> **Goal of the exercise**
Only lines that contain the word "StatusCode" are to be returned from the data below.
----- Records shown -----
//! Connection registry storage.
//!
//! The registry is the set of connection identifiers the relay believes are
//! open. It may briefly hold identifiers whose sockets already went away; the
//! dispatcher evicts those when a push reports them gone.

mod memory;
mod migrations;
mod sqlite;

use std::sync::Arc;

use async_trait::async_trait;

use crate::config::{Config, StoreBackend};
use crate::error::RelayResult;

pub use memory::MemoryStore;
pub use migrations::run_migrations;
pub use sqlite::SqliteStore;

#[async_trait]
pub trait ConnectionStore: Send + Sync {
    /// Ensure the backing structure exists. Safe to call repeatedly.
    async fn init(&self) -> RelayResult<()>;
    /// Register `id`. Already present is a no-op.
    async fn add(&self, id: &str) -> RelayResult<()>;
    /// Deregister `id`. Absent is a no-op success.
    async fn remove(&self, id: &str) -> RelayResult<()>;
    /// Snapshot of registered ids, optionally omitting one. Unordered.
    async fn list(&self, excluding: Option<&str>) -> RelayResult<Vec<String>>;

    fn backend_name(&self) -> &'static str;
}

/// Open the configured backing.
pub fn open_store(config: &Config) -> RelayResult<Arc<dyn ConnectionStore>> {
    match config.store_backend {
        StoreBackend::Memory => Ok(Arc::new(MemoryStore::new())),
        StoreBackend::Sqlite => Ok(Arc::new(SqliteStore::open(&config.database_path)?)),
    }
}
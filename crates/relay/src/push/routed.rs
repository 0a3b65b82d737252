//! Gateway mode with native sockets alongside: ids whose socket lives in
//! this process go through the hub, everything else through the gateway.

use std::sync::Arc;

use async_trait::async_trait;

use super::{GatewayPush, LocalPush, PushCapability, PushOutcome};

pub struct RoutedPush {
    hub: Arc<LocalPush>,
    gateway: GatewayPush,
}

impl RoutedPush {
    pub fn new(hub: Arc<LocalPush>, gateway: GatewayPush) -> Self {
        Self { hub, gateway }
    }
}

#[async_trait]
impl PushCapability for RoutedPush {
    async fn push(&self, connection_id: &str, payload: &str) -> PushOutcome {
        // A socket closing between the check and the push reports Gone from the hub.
        if self.hub.is_registered(connection_id).await {
            self.hub.push(connection_id, payload).await
        } else {
            self.gateway.push(connection_id, payload).await
        }
    }

    fn transport_name(&self) -> &'static str {
        "gateway+local"
    }
}
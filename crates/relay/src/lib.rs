//! Push relay: connection registry and broadcast fan-out.

pub mod api;
pub mod config;
pub mod dispatch;
pub mod error;
pub mod lifecycle;
pub mod push;
pub mod store;
//! Shared request/response and wire models.

use serde::{Deserialize, Serialize};

/// Response body for a successful connect event.
pub const CONNECTED_BODY: &str = "Connected.";
/// Response body for a successful disconnect event.
pub const DISCONNECTED_BODY: &str = "Disconnected.";
/// Response body for a completed broadcast.
pub const MESSAGE_SENT_BODY: &str = "Message sent.";
/// Response body for schema provisioning.
pub const INIT_BODY: &str = "OK";

/// Send event body. Only `message` is read; other fields are ignored.
#[derive(Debug, Clone, Serialize, Deserialize)]
pub struct SendRequest {
    pub message: serde_json::Value,
}

impl SendRequest {
    /// Text pushed to recipients: strings verbatim, anything else as compact JSON.
    pub fn payload_text(&self) -> String {
        match &self.message {
            serde_json::Value::String(s) => s.clone(),
            other => other.to_string(),
        }
    }
}

/// A recipient whose push failed for a reason other than being gone.
#[derive(Debug, Clone, PartialEq, Eq, Serialize, Deserialize)]
pub struct DeliveryFailure {
    pub connection_id: String,
    pub reason: String,
}

/// Aggregate outcome of one broadcast.
#[derive(Debug, Clone, Default, PartialEq, Eq, Serialize, Deserialize)]
pub struct BroadcastReport {
    /// Number of recipients a push was attempted for.
    pub attempted: usize,
    pub delivered: usize,
    /// Recipients removed from the registry because the transport reported them gone.
    pub evicted: Vec<String>,
    pub failures: Vec<DeliveryFailure>,
}

// --- WebSocket envelope ---

/// WebSocket control envelope (version 1). Broadcast payloads are sent raw, not enveloped.
#[derive(Debug, Clone, Serialize, Deserialize)]
pub struct WsEnvelope {
    #[serde(default)]
    pub version: u8,
    pub r#type: String,
    pub payload: serde_json::Value,
    #[serde(skip_serializing_if = "Option::is_none")]
    pub ts: Option<String>,
}

/// WebSocket envelope types.
pub mod ws_types {
    pub const CONNECTED: &str = "connected";
    pub const ERROR: &str = "error";
}

/// connected payload.
#[derive(Debug, Clone, Serialize, Deserialize)]
pub struct WsConnectedPayload {
    pub connection_id: String,
}

/// error payload.
#[derive(Debug, Clone, Serialize, Deserialize)]
pub struct WsErrorPayload {
    pub reason: String,
}
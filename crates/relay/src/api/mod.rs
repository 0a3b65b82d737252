//! HTTP and WebSocket surface.

mod routes;

use axum::{
    routing::{get, post},
    Router,
};
use std::sync::Arc;
use tower_http::cors::{Any, CorsLayer};

use crate::config::Config;
use crate::dispatch::BroadcastDispatcher;
use crate::error::RelayResult;
use crate::lifecycle::LifecycleHandler;
use crate::push::{open_push, LocalPush};
use crate::store::ConnectionStore;

pub use routes::CONNECTION_ID_HEADER;

/// Shared app state, built once per process.
#[derive(Clone)]
pub struct AppState {
    pub config: Arc<Config>,
    pub hub: Arc<LocalPush>,
    pub lifecycle: LifecycleHandler,
    pub dispatcher: BroadcastDispatcher,
}

impl AppState {
    /// Wire handlers over an opened store, using the configured push transport.
    pub fn new(config: Arc<Config>, store: Arc<dyn ConnectionStore>) -> RelayResult<Self> {
        let hub = Arc::new(LocalPush::new(config.outbound_buffer, config.push_timeout));
        let push = open_push(&config, hub.clone())?;
        Ok(Self {
            lifecycle: LifecycleHandler::new(store.clone()),
            dispatcher: BroadcastDispatcher::new(store, push),
            hub,
            config,
        })
    }
}

pub fn router(state: AppState) -> Router {
    let cors = CorsLayer::new()
        .allow_origin(Any)
        .allow_methods(Any)
        .allow_headers(Any);

    Router::new()
        .route("/health", get(health))
        .route("/ws", get(routes::ws_handler))
        .route("/events/connect", post(routes::event_connect))
        .route("/events/disconnect", post(routes::event_disconnect))
        .route("/events/send", post(routes::event_send))
        .route("/admin/init", post(routes::admin_init))
        .layer(cors)
        .with_state(state)
}

async fn health() -> &'static str {
    "ok"
}
//! Shared wire types for the push relay and its client.

mod models;

// Explicit re-exports (avoids rust-analyzer issues with `pub use models::*`)
pub use models::ws_types;
pub use models::{
    BroadcastReport, DeliveryFailure, SendRequest, WsConnectedPayload, WsEnvelope,
    WsErrorPayload, CONNECTED_BODY, DISCONNECTED_BODY, INIT_BODY, MESSAGE_SENT_BODY,
};
//! Route handlers.

use axum::{
    extract::{
        ws::{Message, WebSocket, WebSocketUpgrade},
        State,
    },
    http::{HeaderMap, StatusCode},
};
use futures_util::{SinkExt, StreamExt};
use uuid::Uuid;

use shared::{ws_types, CONNECTED_BODY, DISCONNECTED_BODY, INIT_BODY, MESSAGE_SENT_BODY};

use crate::api::AppState;
use crate::error::RelayError;
use crate::push::PushCapability;

/// Header carrying the gateway-assigned connection identifier on event routes.
pub const CONNECTION_ID_HEADER: &str = "x-connection-id";

// --- Gateway events ---

pub async fn event_connect(
    State(state): State<AppState>,
    headers: HeaderMap,
) -> Result<&'static str, (StatusCode, String)> {
    let id = require_connection_id(&headers)?;
    state.lifecycle.connect(id).await?;
    Ok(CONNECTED_BODY)
}

pub async fn event_disconnect(
    State(state): State<AppState>,
    headers: HeaderMap,
) -> Result<&'static str, (StatusCode, String)> {
    let id = require_connection_id(&headers)?;
    state.lifecycle.disconnect(id).await?;
    Ok(DISCONNECTED_BODY)
}

/// Body: `{"message": ...}`; other fields ignored.
pub async fn event_send(
    State(state): State<AppState>,
    headers: HeaderMap,
    body: String,
) -> Result<&'static str, (StatusCode, String)> {
    state
        .dispatcher
        .send(connection_id(&headers), &body)
        .await?;
    Ok(MESSAGE_SENT_BODY)
}

pub async fn admin_init(
    State(state): State<AppState>,
) -> Result<&'static str, (StatusCode, String)> {
    state.lifecycle.init().await?;
    Ok(INIT_BODY)
}

fn connection_id(headers: &HeaderMap) -> Option<&str> {
    headers
        .get(CONNECTION_ID_HEADER)
        .and_then(|v| v.to_str().ok())
        .map(str::trim)
        .filter(|v| !v.is_empty())
}

fn require_connection_id(headers: &HeaderMap) -> Result<&str, (StatusCode, String)> {
    connection_id(headers)
        .ok_or_else(|| RelayError::Validation("missing connection id".to_string()).into())
}

// --- WebSocket ---

pub async fn ws_handler(
    ws: WebSocketUpgrade,
    State(state): State<AppState>,
) -> axum::response::Response {
    ws.on_upgrade(move |socket| handle_socket(socket, state))
}

fn envelope(kind: &str, payload: serde_json::Value) -> String {
    serde_json::json!({
        "version": 1,
        "type": kind,
        "payload": payload,
        "ts": chrono::Utc::now().format("%Y-%m-%dT%H:%M:%SZ").to_string(),
    })
    .to_string()
}

/// Native socket: assign an identifier, register, then treat every text
/// frame as a send event until the peer goes away.
async fn handle_socket(socket: WebSocket, state: AppState) {
    let connection_id = Uuid::new_v4().to_string();
    let (mut ws_tx, mut ws_rx) = socket.split();

    // Queue before registry, so a broadcast that lists this id finds a queue.
    let mut outbound = state.hub.register(&connection_id).await;
    if let Err(e) = state.lifecycle.connect(&connection_id).await {
        state.hub.unregister(&connection_id).await;
        let _ = ws_tx
            .send(Message::Text(
                envelope(ws_types::ERROR, serde_json::json!({"reason": e.to_string()})).into(),
            ))
            .await;
        let _ = ws_tx.send(Message::Close(None)).await;
        return;
    }

    let _ = ws_tx
        .send(Message::Text(
            envelope(
                ws_types::CONNECTED,
                serde_json::json!({"connection_id": connection_id}),
            )
            .into(),
        ))
        .await;

    let period = state.config.ping_interval;
    let mut ping_interval = tokio::time::interval_at(tokio::time::Instant::now() + period, period);
    ping_interval.set_missed_tick_behavior(tokio::time::MissedTickBehavior::Skip);
    let writer = tokio::spawn(async move {
        loop {
            tokio::select! {
                frame = outbound.recv() => {
                    let Some(text) = frame else {
                        let _ = ws_tx.send(Message::Close(None)).await;
                        break;
                    };
                    if ws_tx.send(Message::Text(text.into())).await.is_err() {
                        break;
                    }
                }
                _ = ping_interval.tick() => {
                    if ws_tx.send(Message::Ping(axum::body::Bytes::new())).await.is_err() {
                        break;
                    }
                }
            }
        }
    });

    while let Some(msg) = ws_rx.next().await {
        match msg {
            Ok(Message::Text(text)) => {
                if let Err(e) = state
                    .dispatcher
                    .send(Some(&connection_id), text.as_str())
                    .await
                {
                    tracing::warn!(connection_id = %connection_id, error = %e, "send rejected");
                    let reply =
                        envelope(ws_types::ERROR, serde_json::json!({"reason": e.to_string()}));
                    let _ = state.hub.push(&connection_id, &reply).await;
                }
            }
            Ok(Message::Close(_)) | Err(_) => break,
            _ => {}
        }
    }

    state.hub.unregister(&connection_id).await;
    writer.abort();
    // Best effort: a leftover id is evicted as Gone by the next broadcast.
    let _ = state.lifecycle.disconnect(&connection_id).await;
}
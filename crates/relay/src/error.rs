//! Relay error taxonomy.

use axum::http::StatusCode;
use thiserror::Error;

#[derive(Debug, Error)]
pub enum RelayError {
    /// Malformed send payload or missing connection identifier.
    #[error("validation error: {0}")]
    Validation(String),
    /// Backing store unreachable or write failed.
    #[error("persistence error: {0}")]
    Persistence(String),
}

impl RelayError {
    pub fn status(&self) -> StatusCode {
        match self {
            Self::Validation(_) => StatusCode::BAD_REQUEST,
            Self::Persistence(_) => StatusCode::INTERNAL_SERVER_ERROR,
        }
    }
}

impl From<rusqlite::Error> for RelayError {
    fn from(e: rusqlite::Error) -> Self {
        Self::Persistence(e.to_string())
    }
}

impl From<RelayError> for (StatusCode, String) {
    fn from(e: RelayError) -> Self {
        (e.status(), e.to_string())
    }
}

pub type RelayResult<T> = Result<T, RelayError>;
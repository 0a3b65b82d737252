//! Push relay — HTTP + WebSocket backend.
//!
//! Optional env: HOST, PORT, STORE_BACKEND, DATABASE_PATH, PUSH_BACKEND,
//! GATEWAY_ENDPOINT, PUSH_TIMEOUT_MS, OUTBOUND_BUFFER, PING_INTERVAL_SECS

use std::net::SocketAddr;
use std::sync::Arc;

use tracing_subscriber::EnvFilter;

use relay::{api, config, store};

#[tokio::main]
async fn main() -> anyhow::Result<()> {
    tracing_subscriber::fmt()
        .with_env_filter(EnvFilter::try_from_default_env().unwrap_or_else(|_| "info".into()))
        .init();

    let config = config::Config::from_env().map_err(|e| anyhow::anyhow!("config: {}", e))?;
    let config = Arc::new(config);

    let store = store::open_store(&config)?;
    let state = api::AppState::new(config.clone(), store)?;
    state.lifecycle.init().await?;

    let addr: SocketAddr = format!("{}:{}", config.host, config.port)
        .parse()
        .map_err(|e| anyhow::anyhow!("invalid bind address: {}", e))?;

    tracing::info!(
        push = ?config.push_backend,
        store = ?config.store_backend,
        "relay listening on {}",
        addr
    );
    let app = api::router(state);
    let listener = tokio::net::TcpListener::bind(addr).await?;
    axum::serve(listener, app)
        .with_graceful_shutdown(async {
            let _ = tokio::signal::ctrl_c().await;
            tracing::info!("shutting down");
        })
        .await?;

    Ok(())
}
//! Broadcast fan-out.
//!
//! A send from one connection lists every other registered connection,
//! pushes to all of them concurrently and waits for every outcome. Gone
//! recipients are evicted from the registry; other failures are collected
//! into the report and never stop the remaining deliveries.

use std::sync::Arc;

use futures_util::future::join_all;
use tracing::{info, warn};

use shared::{BroadcastReport, DeliveryFailure, SendRequest};

use crate::error::{RelayError, RelayResult};
use crate::push::{PushCapability, PushOutcome};
use crate::store::ConnectionStore;

#[derive(Clone)]
pub struct BroadcastDispatcher {
    store: Arc<dyn ConnectionStore>,
    push: Arc<dyn PushCapability>,
}

impl BroadcastDispatcher {
    pub fn new(store: Arc<dyn ConnectionStore>, push: Arc<dyn PushCapability>) -> Self {
        Self { store, push }
    }

    /// Parse a raw send body. Runs before the store is touched.
    pub fn parse(sender_id: Option<&str>, body: &str) -> RelayResult<(String, SendRequest)> {
        let sender = sender_id
            .map(str::trim)
            .filter(|s| !s.is_empty())
            .ok_or_else(|| RelayError::Validation("missing connection id".to_string()))?;
        let request: SendRequest = serde_json::from_str(body)
            .map_err(|e| RelayError::Validation(format!("invalid send body: {}", e)))?;
        Ok((sender.to_string(), request))
    }

    /// Validate and broadcast a raw send body from `sender_id`.
    pub async fn send(&self, sender_id: Option<&str>, body: &str) -> RelayResult<BroadcastReport> {
        let (sender, request) = Self::parse(sender_id, body)?;
        self.broadcast(&sender, &request.payload_text()).await
    }

    /// Push `payload` to every registered connection except `sender`.
    ///
    /// Only a failure to list recipients is an error; per-recipient outcomes
    /// are reported in the returned [`BroadcastReport`].
    pub async fn broadcast(&self, sender: &str, payload: &str) -> RelayResult<BroadcastReport> {
        let recipients = self.store.list(Some(sender)).await?;

        let pushes = recipients.iter().map(|id| async move {
            let outcome = self.push.push(id, payload).await;
            (id, outcome)
        });
        let outcomes = join_all(pushes).await;

        let mut report = BroadcastReport {
            attempted: outcomes.len(),
            ..BroadcastReport::default()
        };
        for (id, outcome) in outcomes {
            match outcome {
                PushOutcome::Delivered => report.delivered += 1,
                PushOutcome::Gone => {
                    info!(connection_id = %id, "found stale connection, evicting");
                    if let Err(e) = self.store.remove(id).await {
                        warn!(connection_id = %id, error = %e, "stale connection eviction failed");
                    }
                    report.evicted.push(id.clone());
                }
                PushOutcome::TransportFailure(reason) => {
                    warn!(connection_id = %id, reason = %reason, "push failed");
                    report.failures.push(DeliveryFailure {
                        connection_id: id.clone(),
                        reason,
                    });
                }
            }
        }

        info!(
            sender = %sender,
            attempted = report.attempted,
            delivered = report.delivered,
            evicted = report.evicted.len(),
            failed = report.failures.len(),
            transport = self.push.transport_name(),
            "broadcast complete"
        );
        Ok(report)
    }
}

#[cfg(test)]
mod tests {
    use super::*;
    use crate::store::MemoryStore;
    use async_trait::async_trait;
    use std::collections::HashMap;
    use std::sync::Mutex;
    use std::time::Duration;
    use tokio::sync::Barrier;

    /// Push double: outcome per id (default Delivered), records every attempt.
    #[derive(Default)]
    struct ScriptedPush {
        outcomes: HashMap<String, PushOutcome>,
        attempts: Mutex<Vec<(String, String)>>,
        /// When set, every push parks here until all parties are in flight.
        in_flight: Option<Arc<Barrier>>,
    }

    impl ScriptedPush {
        fn with(outcomes: &[(&str, PushOutcome)]) -> Self {
            Self {
                outcomes: outcomes
                    .iter()
                    .map(|(id, o)| (id.to_string(), o.clone()))
                    .collect(),
                attempts: Mutex::new(Vec::new()),
                in_flight: None,
            }
        }

        fn gated(parties: usize) -> Self {
            Self {
                in_flight: Some(Arc::new(Barrier::new(parties))),
                ..Self::default()
            }
        }

        fn attempted_ids(&self) -> Vec<String> {
            let mut ids: Vec<String> = self
                .attempts
                .lock()
                .unwrap()
                .iter()
                .map(|(id, _)| id.clone())
                .collect();
            ids.sort();
            ids
        }
    }

    #[async_trait]
    impl PushCapability for ScriptedPush {
        async fn push(&self, connection_id: &str, payload: &str) -> PushOutcome {
            self.attempts
                .lock()
                .unwrap()
                .push((connection_id.to_string(), payload.to_string()));
            if let Some(barrier) = &self.in_flight {
                barrier.wait().await;
            }
            self.outcomes
                .get(connection_id)
                .cloned()
                .unwrap_or(PushOutcome::Delivered)
        }

        fn transport_name(&self) -> &'static str {
            "scripted"
        }
    }

    /// Registry whose removals always fail.
    struct StuckStore(MemoryStore);

    #[async_trait]
    impl ConnectionStore for StuckStore {
        async fn init(&self) -> RelayResult<()> {
            Ok(())
        }

        async fn add(&self, id: &str) -> RelayResult<()> {
            self.0.add(id).await
        }

        async fn remove(&self, _id: &str) -> RelayResult<()> {
            Err(RelayError::Persistence("store unreachable".to_string()))
        }

        async fn list(&self, excluding: Option<&str>) -> RelayResult<Vec<String>> {
            self.0.list(excluding).await
        }

        fn backend_name(&self) -> &'static str {
            "stuck"
        }
    }

    async fn registry(ids: &[&str]) -> Arc<dyn ConnectionStore> {
        let store = MemoryStore::new();
        for id in ids {
            store.add(id).await.unwrap();
        }
        Arc::new(store)
    }

    async fn sorted(store: &Arc<dyn ConnectionStore>) -> Vec<String> {
        let mut ids = store.list(None).await.unwrap();
        ids.sort();
        ids
    }

    #[tokio::test]
    async fn attempts_every_other_connection() {
        let store = registry(&["a", "b", "c", "d"]).await;
        let push = Arc::new(ScriptedPush::default());
        let dispatcher = BroadcastDispatcher::new(store, push.clone());

        let report = dispatcher
            .send(Some("b"), r#"{"message":"hello"}"#)
            .await
            .unwrap();

        assert_eq!(report.attempted, 3);
        assert_eq!(report.delivered, 3);
        assert_eq!(push.attempted_ids(), vec!["a", "c", "d"]);
        assert!(push
            .attempts
            .lock()
            .unwrap()
            .iter()
            .all(|(_, payload)| payload == "hello"));
    }

    #[tokio::test]
    async fn gone_recipient_is_evicted_and_send_succeeds() {
        let store = registry(&["A", "B", "C"]).await;
        let push = Arc::new(ScriptedPush::with(&[("B", PushOutcome::Gone)]));
        let dispatcher = BroadcastDispatcher::new(store.clone(), push.clone());

        let report = dispatcher.send(Some("A"), r#"{"message":"hi"}"#).await.unwrap();
        assert_eq!(report.attempted, 2);
        assert_eq!(report.evicted, vec!["B".to_string()]);
        assert!(report.failures.is_empty());
        assert_eq!(sorted(&store).await, vec!["A", "C"]);

        let push_after = Arc::new(ScriptedPush::default());
        let dispatcher = BroadcastDispatcher::new(store.clone(), push_after.clone());
        let report = dispatcher.send(Some("C"), r#"{"message":"yo"}"#).await.unwrap();
        assert_eq!(report.attempted, 1);
        assert_eq!(push_after.attempted_ids(), vec!["A"]);
    }

    #[tokio::test]
    async fn transport_failure_is_reported_and_others_still_delivered() {
        let store = registry(&["s", "x", "y", "z"]).await;
        let push = Arc::new(ScriptedPush::with(&[(
            "x",
            PushOutcome::TransportFailure("throttled".to_string()),
        )]));
        let dispatcher = BroadcastDispatcher::new(store.clone(), push.clone());

        let report = dispatcher.send(Some("s"), r#"{"message":"m"}"#).await.unwrap();
        assert_eq!(report.attempted, 3);
        assert_eq!(report.delivered, 2);
        assert_eq!(
            report.failures,
            vec![DeliveryFailure {
                connection_id: "x".to_string(),
                reason: "throttled".to_string(),
            }]
        );
        assert_eq!(push.attempted_ids(), vec!["x", "y", "z"]);
        assert!(sorted(&store).await.contains(&"x".to_string()));
    }

    #[tokio::test]
    async fn malformed_body_is_rejected_before_listing() {
        let store = registry(&["a", "b"]).await;
        let push = Arc::new(ScriptedPush::default());
        let dispatcher = BroadcastDispatcher::new(store, push.clone());

        let err = dispatcher.send(Some("a"), "not json").await.unwrap_err();
        assert!(matches!(err, RelayError::Validation(_)));
        let err = dispatcher
            .send(Some("a"), r#"{"msg":"wrong field"}"#)
            .await
            .unwrap_err();
        assert!(matches!(err, RelayError::Validation(_)));
        let err = dispatcher
            .send(None, r#"{"message":"hi"}"#)
            .await
            .unwrap_err();
        assert!(matches!(err, RelayError::Validation(_)));
        assert!(push.attempted_ids().is_empty());
    }

    #[tokio::test]
    async fn lone_sender_reaches_nobody() {
        let store = registry(&["only"]).await;
        let push = Arc::new(ScriptedPush::default());
        let dispatcher = BroadcastDispatcher::new(store, push.clone());
        let report = dispatcher
            .send(Some("only"), r#"{"message":"echo?"}"#)
            .await
            .unwrap();
        assert_eq!(report, BroadcastReport::default());
    }

    #[tokio::test]
    async fn pushes_are_in_flight_together() {
        // Each push waits until all three are in flight; a sequential loop never gets there.
        let store = registry(&["s", "a", "b", "c"]).await;
        let push = Arc::new(ScriptedPush::gated(3));
        let dispatcher = BroadcastDispatcher::new(store, push.clone());

        let report = tokio::time::timeout(
            Duration::from_secs(2),
            dispatcher.send(Some("s"), r#"{"message":"m"}"#),
        )
        .await
        .expect("pushes were not concurrent")
        .unwrap();
        assert_eq!(report.delivered, 3);
    }

    #[tokio::test]
    async fn failed_eviction_still_completes_send() {
        let inner = MemoryStore::new();
        for id in ["a", "b", "c"] {
            inner.add(id).await.unwrap();
        }
        let store: Arc<dyn ConnectionStore> = Arc::new(StuckStore(inner));
        let push = Arc::new(ScriptedPush::with(&[("b", PushOutcome::Gone)]));
        let dispatcher = BroadcastDispatcher::new(store.clone(), push.clone());

        let report = dispatcher.send(Some("a"), r#"{"message":"hi"}"#).await.unwrap();
        assert_eq!(report.attempted, 2);
        assert_eq!(report.delivered, 1);
        assert_eq!(report.evicted, vec!["b".to_string()]);
        assert!(report.failures.is_empty());
        // Still listed; the next broadcast retries the eviction.
        assert!(sorted(&store).await.contains(&"b".to_string()));
    }
}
-----
> **Exercise output**
    http::{HeaderMap, StatusCode},
) -> Result<&'static str, (StatusCode, String)> {
) -> Result<&'static str, (StatusCode, String)> {
) -> Result<&'static str, (StatusCode, String)> {
) -> Result<&'static str, (StatusCode, String)> {
fn require_connection_id(headers: &HeaderMap) -> Result<&str, (StatusCode, String)> {
use axum::http::StatusCode;
    pub fn status(&self) -> StatusCode {
            Self::Validation(_) => StatusCode::BAD_REQUEST,
            Self::Persistence(_) => StatusCode::INTERNAL_SERVER_ERROR,
impl From<RelayError> for (StatusCode, String) {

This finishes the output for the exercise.